Local Search

Local Search Algorithms

Background — So far we’ve systematically explored the search space with memory to get a path. But the path is irrelevant in many optimization problems (e.g., N-Queens, we just want the final board).

Local Search Algorithms: Keep a single “current” state and try to improve it.11. Because they don’t maintain a frontier or explored set, they operate in O(1) space.

Hill Climbing Search

aka: greedy local search

“Like climbing Everest in thick fog with amnesia”22. just like me for real.

function HILL-CLIMBING(problem) returns a state that is a local maximum
    current \leftarrow MAKE-NODE(problem.INITIAL-STATE)
    loop do
        neighbor \leftarrow a highest-valued successor of current
        if VALUE[neighbor] \le VALUE[current] then return STATE[current]
        current \leftarrow neighbor

Note — Gets stuck easily in local maxima, ridges, and plateaus.33. A ridge is a sequence of local maxima that is very difficult for greedy algorithms to navigate, like walking along the top of a mountain range.

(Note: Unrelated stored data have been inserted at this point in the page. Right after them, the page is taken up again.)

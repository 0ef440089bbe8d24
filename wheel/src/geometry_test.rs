#![allow(clippy::float_cmp)]

use std::f64::consts::{FRAC_PI_2, PI, TAU};

use super::*;

const EPSILON: f64 = 1e-9;

fn approx_eq(a: f64, b: f64) -> bool {
    (a - b).abs() < EPSILON
}

// --- Point ---

#[test]
fn point_distance() {
    let a = Point::new(0.0, 0.0);
    let b = Point::new(3.0, 4.0);
    assert!(approx_eq(a.distance(b), 5.0));
    assert!(approx_eq(b.distance(a), 5.0));
}

// --- slice_angle ---

#[test]
fn empty_wheel_has_zero_slice_angle() {
    let geo = WheelGeometry::new(0);
    assert_eq!(geo.slice_angle(), 0.0);
    assert_eq!(geo.slice_at(1.0), None);
}

#[test]
fn slices_cover_full_turn() {
    for n in 1..=64 {
        let geo = WheelGeometry::new(n);
        #[allow(clippy::cast_precision_loss)]
        let total = geo.slice_angle() * n as f64;
        assert!(approx_eq(total, TAU), "n={n} total={total}");
    }
}

#[test]
fn single_entry_is_whole_wheel() {
    let geo = WheelGeometry::new(1);
    assert!(approx_eq(geo.slice_angle(), TAU));
    assert_eq!(geo.slice_at(0.0), Some(0));
    assert_eq!(geo.slice_at(6.0), Some(0));
}

// --- slice_span / label_angle ---

#[test]
fn first_slice_starts_at_top() {
    let geo = WheelGeometry::new(4);
    let (start, end) = geo.slice_span(0);
    assert!(approx_eq(start, -FRAC_PI_2));
    assert!(approx_eq(end, 0.0));
}

#[test]
fn slices_are_contiguous() {
    let geo = WheelGeometry::new(7);
    for i in 0..6 {
        let (_, end) = geo.slice_span(i);
        let (next_start, _) = geo.slice_span(i + 1);
        assert!(approx_eq(end, next_start));
    }
}

#[test]
fn label_angle_is_slice_midpoint() {
    let geo = WheelGeometry::new(3);
    let (start, end) = geo.slice_span(1);
    assert!(approx_eq(geo.label_angle(1), (start + end) / 2.0));
}

// --- slice_at ---

#[test]
fn slice_at_walks_slices_in_order() {
    let geo = WheelGeometry::new(4);
    assert_eq!(geo.slice_at(0.1), Some(0));
    assert_eq!(geo.slice_at(FRAC_PI_2 + 0.1), Some(1));
    assert_eq!(geo.slice_at(PI + 0.1), Some(2));
    assert_eq!(geo.slice_at(3.0 * FRAC_PI_2 + 0.1), Some(3));
}

#[test]
fn slice_at_wraps_full_turns() {
    let geo = WheelGeometry::new(4);
    assert_eq!(geo.slice_at(10.0 * TAU + FRAC_PI_2 + 0.1), geo.slice_at(FRAC_PI_2 + 0.1));
}

#[test]
fn slice_at_handles_negative_rotation() {
    let geo = WheelGeometry::new(4);
    assert_eq!(geo.slice_at(-0.1), Some(3));
}

#[test]
fn slice_at_never_exceeds_last_index() {
    let geo = WheelGeometry::new(3);
    assert_eq!(geo.slice_at(TAU - 1e-15), Some(2));
}

#[test]
fn slice_at_rejects_non_finite() {
    let geo = WheelGeometry::new(3);
    assert_eq!(geo.slice_at(f64::NAN), None);
    assert_eq!(geo.slice_at(f64::INFINITY), None);
}

// --- normalize_angle ---

#[test]
fn normalize_angle_range() {
    for angle in [-100.0, -TAU, -0.5, 0.0, 0.5, TAU, 7.0 * PI, 1e6] {
        let n = normalize_angle(angle);
        assert!((0.0..TAU).contains(&n), "angle={angle} normalized={n}");
    }
}

#[test]
fn normalize_angle_keeps_in_range_values() {
    assert!(approx_eq(normalize_angle(1.25), 1.25));
    assert!(approx_eq(normalize_angle(TAU + 1.25), 1.25));
    assert!(approx_eq(normalize_angle(-TAU + 1.25), 1.25));
}
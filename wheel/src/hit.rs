#[cfg(test)]
#[path = "hit_test.rs"]
mod hit_test;

use crate::geometry::Point;

/// Whether `pt` falls on the center hub (boundary included).
#[must_use]
pub fn hub_contains(center: Point, hub_radius: f64, pt: Point) -> bool {
    center.distance(pt) <= hub_radius
}

/// Convert a viewport-space click into canvas space, given the canvas's
/// bounding rectangle origin.
#[must_use]
pub fn client_to_canvas(client_x: f64, client_y: f64, rect_left: f64, rect_top: f64) -> Point {
    Point::new(client_x - rect_left, client_y - rect_top)
}
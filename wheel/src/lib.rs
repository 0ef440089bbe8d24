//! Spin-the-wheel engine: entry list, slice geometry, spin animation,
//! confetti particles, and canvas rendering.
//!
//! This crate is compiled to WebAssembly and runs in the browser. Everything
//! except [`render`] and [`engine::Engine`] is plain Rust with no browser
//! dependency, so the whole spin lifecycle is testable natively. The host
//! (a Leptos app) drives [`engine::EngineCore`] from input handlers and a
//! `requestAnimationFrame` loop, and turns the returned [`engine::Action`]s
//! into sounds and UI updates.
//!
//! ## Module layout
//!
//! | Module | Role |
//! |--------|------|
//! | [`engine`] | Top-level state container [`engine::EngineCore`] and canvas-bound [`engine::Engine`] |
//! | [`entries`] | Ordered entry list |
//! | [`geometry`] | Slice angles, angle normalization, points |
//! | [`spin`] | Spin state machine, easing, tick detection |
//! | [`confetti`] | Particle burst played after a spin settles |
//! | [`input`] | Keys and intents produced by user input |
//! | [`hit`] | Center hub hit-testing |
//! | [`render`] | Scene rendering onto a 2D canvas context |
//! | [`config`] | Presentation settings (size, palette, fonts, clips) |
//! | [`consts`] | Fixed physics constants |

pub mod config;
pub mod confetti;
pub mod consts;
pub mod engine;
pub mod entries;
pub mod geometry;
pub mod hit;
pub mod input;
pub mod render;
pub mod spin;
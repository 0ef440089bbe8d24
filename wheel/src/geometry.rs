//! Slice geometry shared by the spin engine and the renderer.
//!
//! Slice `i` spans `[i * slice_angle + SLICE_OFFSET, (i + 1) * slice_angle + SLICE_OFFSET)`
//! in wheel-local angles. The slice under the pointer for a given wheel
//! rotation is `floor(normalize(rotation) / slice_angle)`.

#[cfg(test)]
#[path = "geometry_test.rs"]
mod geometry_test;

use crate::consts::{FULL_TURN, SLICE_OFFSET};

/// A point in canvas space (CSS pixels, origin top-left, y down).
#[derive(Debug, Clone, Copy, PartialEq)]
pub struct Point {
    pub x: f64,
    pub y: f64,
}

impl Point {
    #[must_use]
    pub fn new(x: f64, y: f64) -> Self {
        Self { x, y }
    }

    /// Euclidean distance to `other`.
    #[must_use]
    pub fn distance(self, other: Point) -> f64 {
        (self.x - other.x).hypot(self.y - other.y)
    }
}

/// Slice layout for a wheel with `count` entries.
#[derive(Debug, Clone, Copy, PartialEq)]
pub struct WheelGeometry {
    count: usize,
    slice_angle: f64,
}

impl WheelGeometry {
    #[must_use]
    #[allow(clippy::cast_precision_loss)]
    pub fn new(count: usize) -> Self {
        let slice_angle = if count == 0 { 0.0 } else { FULL_TURN / count as f64 };
        Self { count, slice_angle }
    }

    #[must_use]
    pub fn count(&self) -> usize {
        self.count
    }

    /// Angular width of one slice, or `0.0` for an empty wheel.
    #[must_use]
    pub fn slice_angle(&self) -> f64 {
        self.slice_angle
    }

    /// Start and end angles of slice `index` before rotation.
    #[must_use]
    #[allow(clippy::cast_precision_loss)]
    pub fn slice_span(&self, index: usize) -> (f64, f64) {
        let start = index as f64 * self.slice_angle + SLICE_OFFSET;
        (start, start + self.slice_angle)
    }

    /// Angle of the radial line through the middle of slice `index`.
    #[must_use]
    pub fn label_angle(&self, index: usize) -> f64 {
        let (start, _) = self.slice_span(index);
        start + self.slice_angle / 2.0
    }

    /// Index of the slice under the pointer when the wheel is at `rotation`.
    #[must_use]
    #[allow(clippy::cast_possible_truncation, clippy::cast_sign_loss)]
    pub fn slice_at(&self, rotation: f64) -> Option<usize> {
        if self.count == 0 || !rotation.is_finite() {
            return None;
        }
        let slice = (normalize_angle(rotation) / self.slice_angle).floor() as usize;
        Some(slice.min(self.count - 1))
    }
}

/// Map any angle into `[0, 2π)`.
#[must_use]
pub fn normalize_angle(angle: f64) -> f64 {
    let wrapped = angle.rem_euclid(FULL_TURN);
    if wrapped >= FULL_TURN { 0.0 } else { wrapped }
}
use super::*;

#[test]
fn new_store_is_empty() {
    let store = EntryStore::new();
    assert!(store.is_empty());
    assert_eq!(store.len(), 0);
}

// =============================================================
// add
// =============================================================

#[test]
fn add_trims_whitespace() {
    let mut store = EntryStore::new();
    assert_eq!(store.add("  Alice  "), Some(0));
    assert_eq!(store.get(0), Some("Alice"));
}

#[test]
fn add_empty_is_noop() {
    let mut store = EntryStore::new();
    assert_eq!(store.add(""), None);
    assert_eq!(store.len(), 0);
}

#[test]
fn add_whitespace_only_is_noop() {
    let mut store: EntryStore = ["A"].into_iter().collect();
    assert_eq!(store.add(" \t\n "), None);
    assert_eq!(store.len(), 1);
}

#[test]
fn add_appends_in_order() {
    let mut store = EntryStore::new();
    store.add("one");
    store.add("two");
    assert_eq!(store.add("three"), Some(2));
    assert_eq!(store.as_slice(), ["one", "two", "three"]);
}

#[test]
fn add_keeps_duplicates_and_case() {
    let mut store = EntryStore::new();
    store.add("Bob");
    store.add("bob");
    store.add("Bob");
    assert_eq!(store.as_slice(), ["Bob", "bob", "Bob"]);
}

// =============================================================
// remove
// =============================================================

#[test]
fn remove_shifts_later_entries() {
    let mut store: EntryStore = ["A", "B", "C", "D"].into_iter().collect();
    assert_eq!(store.remove(2).as_deref(), Some("C"));
    assert_eq!(store.as_slice(), ["A", "B", "D"]);
}

#[test]
fn remove_out_of_range_is_noop() {
    let mut store: EntryStore = ["A", "B"].into_iter().collect();
    assert_eq!(store.remove(2), None);
    assert_eq!(store.remove(usize::MAX), None);
    assert_eq!(store.as_slice(), ["A", "B"]);
}

#[test]
fn remove_from_empty_is_noop() {
    let mut store = EntryStore::new();
    assert_eq!(store.remove(0), None);
}

#[test]
fn remove_only_first_duplicate_position() {
    let mut store: EntryStore = ["X", "X"].into_iter().collect();
    store.remove(0);
    assert_eq!(store.as_slice(), ["X"]);
}

#[test]
fn from_iter_skips_blank_labels() {
    let store: EntryStore = ["a", "", "  ", " b"].into_iter().collect();
    assert_eq!(store.as_slice(), ["a", "b"]);
}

Sideways moves (allowing neighbor value == current value) can help escape plateaus, but might cause infinite loops.

Aside: Variants of Hill Climbing

Stochastic Hill Climbing: Chooses randomly from among the uphill moves (probability can vary with steepness).

First-Choice Hill Climbing: Randomly generates successors until one is better than current (good when there are thousands of successors).

Random-Restart Hill Climbing: “If at first you don’t succeed, try, try again.” Runs HC from randomly generated initial states until goal found.

Simulated Annealing

Idea: Allow some bad (downward) moves to escape local maxima, but gradually decrease their frequency.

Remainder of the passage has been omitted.